Em comparação com o seu antecessor, o novo meteorito apresenta características que curiosamente lembram as bactérias oxidantes do ferro, um indício de assinatura de micróbios mineralizados e das alterações que eles promoveram na rocha. Os autores do estudo explicam que "as características da rocha se encaixam bem em cinco níveis hierárquicos (isótopo, elemento, molécula, mineral e textura) com características complexas de biogenicidade terrestre, e também com resultados vistos em outros meteoritos?.

A equipe teve auxílio da microscopia óptica e da datação de isótopos de carbono para chegar a uma conclusão extraordinária: bactérias marcianas podem ter vivido neste meteorito ? um sinal de que a vida, mesmo em sua forma mais microscópica, pode ter sido uma realidade no planeta vermelho.
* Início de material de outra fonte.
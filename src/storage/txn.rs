use std::sync::atomic::{AtomicU64, Ordering};
use std::sync::{Arc, Mutex};

use tracing::trace;

use crate::storage::{index::Index, table::Table};
use crate::types::error::Result;
use crate::types::{RowId, Timestamp, TransactionId};

// A row version's begin word is either a commit timestamp or, while the
// writing transaction is still in flight, the writer's id with the pending
// bit set. Aborted versions keep the pending bit with an all-ones id that no
// transaction ever holds.
const PENDING_BIT: u64 = 1 << 63;
const ABORTED: u64 = u64::MAX;

pub(crate) fn pending_mark(txn_id: TransactionId) -> u64 {
    debug_assert!(txn_id & PENDING_BIT == 0);
    PENDING_BIT | txn_id
}

/// One unit of work against the storage substrate. All reads observe the
/// snapshot established at `begin`; writes are buffered and become visible
/// atomically at commit. Row reads additionally see the transaction's own
/// pending inserts; buffered index installs stay invisible, even to the
/// writer, until commit.
pub struct Transaction {
    id: TransactionId,
    start_ts: Timestamp,
    row_stamps: Vec<(Arc<Table>, RowId)>,
    index_installs: Vec<(Arc<Index>, Vec<u8>, RowId)>,
}

impl Transaction {
    pub fn start_ts(&self) -> Timestamp {
        self.start_ts
    }

    pub fn is_read_only(&self) -> bool {
        self.row_stamps.is_empty() && self.index_installs.is_empty()
    }

    /// Whether a row version with the given begin word is visible in this
    /// transaction's snapshot.
    pub(crate) fn sees(&self, begin_word: u64) -> bool {
        if begin_word & PENDING_BIT != 0 {
            begin_word == pending_mark(self.id)
        } else {
            begin_word <= self.start_ts
        }
    }

    pub(crate) fn id(&self) -> TransactionId {
        self.id
    }

    pub(crate) fn enqueue_row_stamp(&mut self, table: Arc<Table>, row_id: RowId) {
        self.row_stamps.push((table, row_id));
    }

    pub(crate) fn enqueue_index_install(&mut self, index: Arc<Index>, key: Vec<u8>, row_id: RowId) {
        self.index_installs.push((index, key, row_id));
    }
}

/// Hands out snapshots and applies buffered writes at commit. Snapshot
/// isolation only; this substrate performs no read validation, so a commit
/// is never rejected. The `Result` exists for substrates that do validate.
pub struct TransactionManager {
    clock: AtomicU64,
    next_txn_id: AtomicU64,
    commit_lock: Mutex<()>,
}

impl TransactionManager {
    pub fn new() -> Self {
        Self {
            clock: AtomicU64::new(0),
            next_txn_id: AtomicU64::new(1),
            commit_lock: Mutex::new(()),
        }
    }

    pub fn begin(&self) -> Transaction {
        let txn = Transaction {
            id: self.next_txn_id.fetch_add(1, Ordering::Relaxed),
            start_ts: self.clock.load(Ordering::Acquire),
            row_stamps: Vec::new(),
            index_installs: Vec::new(),
        };
        trace!(txn_id = txn.id, start_ts = txn.start_ts, "begin");
        txn
    }

    pub fn commit(&self, txn: Transaction) -> Result<Timestamp> {
        // Committers are serialized; the clock advances only after every
        // stamp and install carries the new timestamp. A snapshot taken at
        // any point therefore sees all of a commit's writes or none of them.
        let _guard = self.commit_lock.lock().expect("commit lock poisoned");
        let commit_ts = self.clock.load(Ordering::Acquire) + 1;
        for (table, row_id) in &txn.row_stamps {
            table.stamp(*row_id, commit_ts);
        }
        for (index, key, row_id) in txn.index_installs {
            index.install(key, row_id, commit_ts);
        }
        self.clock.store(commit_ts, Ordering::Release);
        trace!(txn_id = txn.id, commit_ts, "commit");
        Ok(commit_ts)
    }

    pub fn abort(&self, txn: Transaction) {
        for (table, row_id) in &txn.row_stamps {
            table.stamp(*row_id, ABORTED);
        }
        // Buffered index installs were never applied; dropping them is enough.
        trace!(txn_id = txn.id, "abort");
    }
}

impl Default for TransactionManager {
    fn default() -> Self {
        Self::new()
    }
}
use thiserror::Error;

#[derive(Error, Debug)]
pub enum WorkloadError {
    #[error("Invalid scale parameters: {details}")]
    InvalidScale { details: String },
}

pub type Result<T> = std::result::Result<T, WorkloadError>;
Dessa forma, voltamos a um debate no qual nem a própria NASA se atreveu a entrar com mais profundidade.

De fato, a agência norte-americana continua estudando se o planeta vizinho teria capacidade de comportar vida microbiana há muito, muito tempo. O problema é que, por mais que estes resíduos na rocha possam parecer bactérias, é igualmente possível que eles não tenham se originado na vida ? e prová-lo é extremamente difícil, se não impossível (ao menos atualmente). Essa é a razão pela qual a comunidade científica se dividiu neste tema, sendo muitos os que alertam que a mera presença de estruturas com formato de bactérias não é suficiente para comprovar nada.